Les ouvrages de Proudhon ont été peu lus et surtout peu étudiés ; M. Fouillée[1] se plaint que l’on n’ait pas toujours apprécié à leur juste valeur les idées philosophiques du célèbre socialiste ; la faute en est, en grande partie, à la difficulté que l’on éprouve à les dégager. On a bien souvent proclamé qu’on n’avait pas le droit de juger un philosophe sur ses formules ; rien n’est plus vrai, et c’est faute de tenir compte de cette sage maxime que nos historiens commettent tant d’erreurs grossières.

Le dégagement des théories d’un auteur est toujours une œuvre délicate, exigeant beaucoup de critique ; mais ce travail est particulièrement difficile quand il s’agit de Proudhon : sa pensée a évolué lentement ; toutes ses doctrines sont en germe dans son premier mémoire sur la propriété ; mais il n’a pas vécu assez longtemps pour pouvoir leur donner une forme définitive ; de là des contradictions fréquentes dans les formules, si bien que pas un livre de quelque étendue n’est peut-être complètement homogène.

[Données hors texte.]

use super::density::Density;
use super::measure::Measure;
use super::support::Support;
use warmkhorn_core::Energy;
use warmkhorn_core::Probability;

/// A transport plan (coupling) between two probability distributions.
///
/// A coupling is a joint distribution π(x,y) whose marginals approximate the
/// source distribution P and target distribution Q. The transport cost is
/// the expected ground cost under this joint distribution.
///
/// # Type Parameters
///
/// - `X`: Source support space
/// - `Y`: Target support space
/// - `M`: Ground cost defining transport costs
/// - `P`: Source distribution (marginal over X)
/// - `Q`: Target distribution (marginal over Y)
pub trait Coupling {
    /// Source support space.
    type X: Support;
    /// Target support space.
    type Y: Support;
    /// Ground cost for transport.
    type M: Measure<X = Self::X, Y = Self::Y>;
    /// Source probability distribution.
    type P: Density<Support = Self::X>;
    /// Target probability distribution.
    type Q: Density<Support = Self::Y>;
    /// Returns the mass transported from `x` to `y` in the coupling.
    ///
    /// Entropic plans are dense, so this is computed lazily from the dual
    /// potentials rather than stored for all (x, y) pairs.
    fn flow(&self, x: &Self::X, y: &Self::Y) -> Probability;
    /// Returns the total transport cost of this coupling.
    ///
    /// This is the sum of `flow(x, y) * distance(x, y)` over all pairs.
    fn cost(&self) -> Energy;
}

Nous ne voulons pas étudier toute l’œuvre de Proudhon ; nous n’aborderons ni ses thèses révolutionnaires, ni ses thèses religieuses, malgré tout l’intérêt qu’elles présentent. Nous allons chercher à expliquer comment il a ramené les problèmes économiques à des questions de psychologie, exposer sa théorie de la Justice et des Contradictions.


I


L’économie politique est une science moderne ; au siècle dernier la grande révolution industrielle mit à nu les vices de l’ancienne législation, créée par des gens peu versés dans les questions commerciales, sous l’influence de théories souvent enfantines. Les Anglais reconnurent que l’intervention des académies, des fonctionnaires,

  1. L’idée moderne du droit, etc., p. 196. M. E. Spuller a maintes fois tenu à rendre hommage à Proudhon.